Doctors have previously used hepatitis C-positive livers for transplant in patients who were already infected, but they have never before transplanted a diseased liver into an otherwise healthy patient, according to Gilroy.

Now, due to the new treatments, "what is a perceived problem is a solution," he said.

The procedure does not come without some risks. Doctors have to walk patients through the relative risks of replacing one liver disease with another. Gilroy said he reserved the option for the "sickest of the sick."

Because the new hepatitis C treatments have a more than 95 percent cure rate, that means the chance of a patient dying while waiting for a liver transplant is usually much higher than the chance they cannot cure the hepatitis C, Gilroy said.

Another patient, David Ericson, was diagnosed with the same disease as Swank in 1995.

Three years ago, his liver started worsening. Last year, the complications became life-threatening after he contracted a dangerous infection that did not respond to antibiotics.

Each time Ericson returned to the hospital, he was weaker. By the time Intermountain doctors approached him about the possibility of using a diseased liver for transplant, he was close to death.

(Photo: Scott G Winterton, Deseret News)
(Photo: Scott G Winterton, Deseret News)

"We knew there was some potential risk, but we were more concerned about where I was with my current health," Ericson said.

Like Ericson, Swank was in danger of being taken off the waitlist entirely.

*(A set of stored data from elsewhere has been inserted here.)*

use std::fmt;
use std::sync::Arc;

use derive_new::new;

use crate::error::OperationError;
use crate::operations::base::{EntityFactory, ExecutionOperation, Operation, parse_status};
use crate::operations::service::OperationService;
use crate::operations::status::Status;

#[derive(Debug, Clone, PartialEq, new)]
pub struct ExperimentArgs {
    pub workspace_id: String,
    pub exp_id: String,
}

/// Tracks the execution of an experiment.
pub struct ExperimentOperation<E> {
    workspace_id: String,
    exp_id: String,
    service: Arc<dyn OperationService>,
    create_entity: EntityFactory<ExperimentArgs, E>,
}

impl<E> ExperimentOperation<E> {
    pub fn new(
        workspace_id: impl Into<String>,
        exp_id: impl Into<String>,
        service: Arc<dyn OperationService>,
        create_entity: EntityFactory<ExperimentArgs, E>,
    ) -> Self {
        Self {
            workspace_id: workspace_id.into(),
            exp_id: exp_id.into(),
            service,
            create_entity,
        }
    }

    pub fn workspace_id(&self) -> &str {
        &self.workspace_id
    }
}

impl<E> Operation for ExperimentOperation<E> {
    type Status = Status;
    type Entity = E;

    fn id(&self) -> &str {
        &self.exp_id
    }

    fn name(&self) -> &'static str {
        "Execution"
    }

    fn status(&self) -> Result<Status, OperationError> {
        let resp = self
            .service
            .execute_status(&self.workspace_id, &self.exp_id)?;
        parse_status(&resp.status)
    }

    fn data(&self) -> Result<E, OperationError> {
        Ok((self.create_entity)(ExperimentArgs::new(
            self.workspace_id.clone(),
            self.exp_id.clone(),
        )))
    }

    fn cancel(&self) -> Result<(), OperationError> {
        self.service
            .execute_cancel(&self.workspace_id, &self.exp_id)?;
        Ok(())
    }
}

impl<E> ExecutionOperation for ExperimentOperation<E> {}

impl<E> PartialEq for ExperimentOperation<E> {
    fn eq(&self, other: &Self) -> bool {
        self.exp_id == other.exp_id
    }
}

impl<E> fmt::Display for ExperimentOperation<E> {
    fn fmt(&self, f: &mut fmt::Formatter<'_>) -> fmt::Result {
        write!(f, "Experiment operation for id '{}'", self.exp_id)
    }
}

impl<E> fmt::Debug for ExperimentOperation<E> {
    fn fmt(&self, f: &mut fmt::Formatter<'_>) -> fmt::Result {
        f.debug_struct("ExperimentOperation")
            .field("workspace_id", &self.workspace_id)
            .field("exp_id", &self.exp_id)
            .finish_non_exhaustive()
    }
}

He was at high risk of developing a cancer that would have instantly disqualified him from getting a liver transplant — essentially a death sentence.

"I was much more concerned that I just wouldn't make it," Swank said.

After undergoing the liver transplant, Swank is now cured of hepatitis C. Ericson is still in the middle of the process, which involves several weeks of taking pills. He is planning to go back to work as soon as he is able. And Swank is already planning to head back to Korea, where he works.

"I have more energy than I've had in years," Swank said. "I've been given another shot at life."

Gilroy said researchers are also looking at the possibility of using livers with fatty liver disease for transplant. Caused mostly by poor diet, fatty liver disease is one of the most common diseases in the U.S., affecting about 1 in 5 people.

"That's going to be the next Everest for us," Gilroy said. "This was just a small hill."